• Source data:
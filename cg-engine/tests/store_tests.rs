//! SQLite verdict store and warm-start tests

mod helpers;

use cg_common::config::{SessionConfig, SusceptibilityConfig, TomlConfig};
use cg_engine::session::SessionTracker;
use cg_engine::store::{warm_start, SqliteVerdictStore, VerdictStore};
use chrono::{Duration as ChronoDuration, Utc};
use helpers::{event, pipeline_with, FailingStore, ScriptedAdapter};
use std::sync::Arc;
use std::time::Duration;
use tempfile::TempDir;

fn tracker() -> SessionTracker {
    SessionTracker::new(SessionConfig::default(), SusceptibilityConfig::default())
}

#[tokio::test]
async fn test_saved_verdicts_read_back_oldest_first() {
    let store: Arc<dyn VerdictStore> = Arc::new(SqliteVerdictStore::in_memory().await.unwrap());
    let pipeline = pipeline_with(
        &TomlConfig::default(),
        vec![ScriptedAdapter::scoring("A", 0.3)],
        Some(Arc::clone(&store)),
    );

    let mut refs = Vec::new();
    for n in 0..4 {
        let mut ev = event("s1", &format!("message {}", n));
        ev.timestamp = Utc::now() + ChronoDuration::milliseconds(n);
        refs.push(pipeline.submit(ev).await.unwrap().event_ref);
    }
    pipeline.submit(event("other", "hi")).await.unwrap();

    let recent = store.recent("s1", 10).await.unwrap();
    assert_eq!(recent.len(), 4);
    assert_eq!(
        recent.iter().map(|r| r.verdict.event_ref).collect::<Vec<_>>(),
        refs
    );
    assert_eq!(recent[0].text, "message 0");

    let limited = store.recent("s1", 2).await.unwrap();
    assert_eq!(limited.len(), 2);
    assert_eq!(limited[0].text, "message 2");
    assert_eq!(limited[1].text, "message 3");
}

#[tokio::test]
async fn test_stored_verdict_round_trips_fully() {
    let store = SqliteVerdictStore::in_memory().await.unwrap();
    let pipeline = pipeline_with(
        &TomlConfig::default(),
        vec![ScriptedAdapter::scoring("A", 0.55)],
        None,
    );
    let ev = event("s1", "hello");
    let verdict = pipeline.submit(ev.clone()).await.unwrap();

    store.save(&ev, &verdict).await.unwrap();
    // Saving the same verdict again replaces it
    store.save(&ev, &verdict).await.unwrap();

    let recent = store.recent("s1", 10).await.unwrap();
    assert_eq!(recent.len(), 1);
    assert_eq!(recent[0].verdict, verdict);
}

#[tokio::test]
async fn test_active_sessions_since() {
    let store = SqliteVerdictStore::in_memory().await.unwrap();
    let pipeline = pipeline_with(&TomlConfig::default(), vec![ScriptedAdapter::scoring("A", 0.1)], None);

    for session in ["b", "a", "b"] {
        let ev = event(session, &format!("text for {}", session));
        let verdict = pipeline.submit(ev.clone()).await.unwrap();
        store.save(&ev, &verdict).await.unwrap();
    }

    let since = Utc::now() - ChronoDuration::minutes(5);
    assert_eq!(store.active_sessions(since).await.unwrap(), vec!["a", "b"]);

    let future = Utc::now() + ChronoDuration::minutes(5);
    assert!(store.active_sessions(future).await.unwrap().is_empty());
}

#[tokio::test]
async fn test_warm_start_seeds_tracker_from_file_database() {
    let dir = TempDir::new().unwrap();
    let db_path = dir.path().join("nested").join("verdicts.db");

    {
        let store: Arc<dyn VerdictStore> =
            Arc::new(SqliteVerdictStore::open(&db_path, 5000).await.unwrap());
        let pipeline = pipeline_with(
            &TomlConfig::default(),
            vec![ScriptedAdapter::new(
                "A",
                helpers::Script::Opinion(cg_engine::adapters::AdapterOpinion {
                    score: Some(0.4),
                    flags: vec!["grooming".to_string()],
                    ..Default::default()
                }),
            )],
            Some(Arc::clone(&store)),
        );
        pipeline.submit(event("s1", "one")).await.unwrap();
        pipeline.submit(event("s1", "two")).await.unwrap();
        store.close().await;
    }

    let store = SqliteVerdictStore::open(&db_path, 5000).await.unwrap();
    let tracker = tracker();
    let seeded = warm_start(&store, &tracker, Duration::from_secs(1800), 50).await;

    assert_eq!(seeded, 1);
    let history = tracker.history("s1");
    assert_eq!(
        history.entries.iter().map(|e| e.text.as_str()).collect::<Vec<_>>(),
        vec!["one", "two"]
    );
    assert_eq!(history.entries[0].tags, vec!["grooming"]);
    assert_eq!(tracker.susceptibility("s1").trending_factors, vec!["relational"]);
}

#[tokio::test]
async fn test_warm_start_tolerates_store_failure() {
    let tracker = tracker();
    let seeded = warm_start(&FailingStore, &tracker, Duration::from_secs(60), 50).await;
    assert_eq!(seeded, 0);
    assert_eq!(tracker.active_sessions(), 0);
}
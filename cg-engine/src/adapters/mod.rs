//! Module adapters
//!
//! Each adapter wraps one analysis capability behind the uniform
//! [`ModuleAdapter`] trait so the orchestrator can run all of them
//! concurrently against one shared deadline.
//!
//! # Adapters
//! 1. **rule_table** - keyword rule tables matched against normalized text
//! 2. **http_client** - external analysis service reached over HTTP
//!
//! Adapter failures never escape the orchestrator: an `Err` (or a panic, or
//! a missed deadline) becomes a `ModuleResult` carrying only `error`.

pub mod http_client;
pub mod rule_table;

pub use http_client::HttpAnalysisAdapter;
pub use rule_table::RuleTableAdapter;

use cg_common::config::AdaptersConfig;
use cg_common::model::unit_interval;
use cg_common::{EvidenceItem, ModuleResult, RecommendedAction, Sender};
use chrono::{DateTime, Utc};
use serde::{Deserialize, Serialize};
use std::sync::Arc;
use thiserror::Error;
use tokio::time::Instant;

/// Session snapshot handed to adapters alongside the event text
#[derive(Debug, Clone, PartialEq, Serialize)]
pub struct SessionContext {
    pub session_id: String,
    pub sender: Sender,
    pub timestamp: DateTime<Utc>,
    /// Events already retained for this session
    pub prior_events: usize,
    /// Sorted union of tags over the retained history
    pub recent_tags: Vec<String>,
}

/// What an adapter concluded about one event
#[derive(Debug, Clone, Default, PartialEq, Serialize, Deserialize)]
#[serde(default)]
pub struct AdapterOpinion {
    pub score: Option<f64>,
    pub flags: Vec<String>,
    pub confidence: Option<f64>,
    pub recommended_action: Option<RecommendedAction>,
    pub evidence: Vec<EvidenceItem>,
}

impl AdapterOpinion {
    /// Attach the module id, clamping score and confidence into [0, 1]
    pub fn into_result(self, module_id: &str) -> ModuleResult {
        ModuleResult {
            module_id: module_id.to_string(),
            score: self.score.map(unit_interval),
            flags: self.flags,
            confidence: self.confidence.map(unit_interval),
            recommended_action: self.recommended_action,
            evidence: self.evidence,
            error: None,
        }
    }
}

/// Adapter-local failure, recorded as `adapter_failure`
#[derive(Debug, Error)]
pub enum AdapterError {
    /// Network communication error
    #[error("Network error: {0}")]
    Network(String),

    /// External service answered with an error status
    #[error("API error: {0}")]
    Api(String),

    /// Failed to parse the service response
    #[error("Parse error: {0}")]
    Parse(String),

    /// Deadline already elapsed before the call could start
    #[error("Deadline exceeded")]
    DeadlineExceeded,

    /// Internal processing error
    #[error("Internal error: {0}")]
    Internal(String),
}

/// Uniform wrapper around one analysis capability
///
/// Implementations receive normalized text and must respect `deadline`;
/// the orchestrator enforces it regardless and aborts calls that overrun.
#[async_trait::async_trait]
pub trait ModuleAdapter: Send + Sync {
    /// Stable module identifier, unique per installation
    fn module_id(&self) -> &str;

    async fn invoke(
        &self,
        normalized_text: &str,
        ctx: &SessionContext,
        deadline: Instant,
    ) -> Result<AdapterOpinion, AdapterError>;
}

/// Case-fold and collapse whitespace so near-identical submissions match
pub fn normalize_text(text: &str) -> String {
    text.split_whitespace()
        .map(|word| word.to_lowercase())
        .collect::<Vec<_>>()
        .join(" ")
}

/// Build every adapter named in the configuration
pub fn build_adapters(config: &AdaptersConfig) -> Result<Vec<Arc<dyn ModuleAdapter>>, AdapterError> {
    let mut adapters: Vec<Arc<dyn ModuleAdapter>> = Vec::new();
    for table in &config.rules {
        adapters.push(Arc::new(RuleTableAdapter::from_config(table)));
    }
    for http in &config.http {
        adapters.push(Arc::new(HttpAnalysisAdapter::from_config(http)?));
    }
    Ok(adapters)
}

// ============================================================================
// Mock Adapters for Testing
// ============================================================================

• Action item: Look over the records. Copy the lines that include the word "helpers".

• Reply to the task:
mod helpers;
use helpers::{event, pipeline_with, FailingStore, ScriptedAdapter};
                helpers::Script::Opinion(cg_engine::adapters::AdapterOpinion {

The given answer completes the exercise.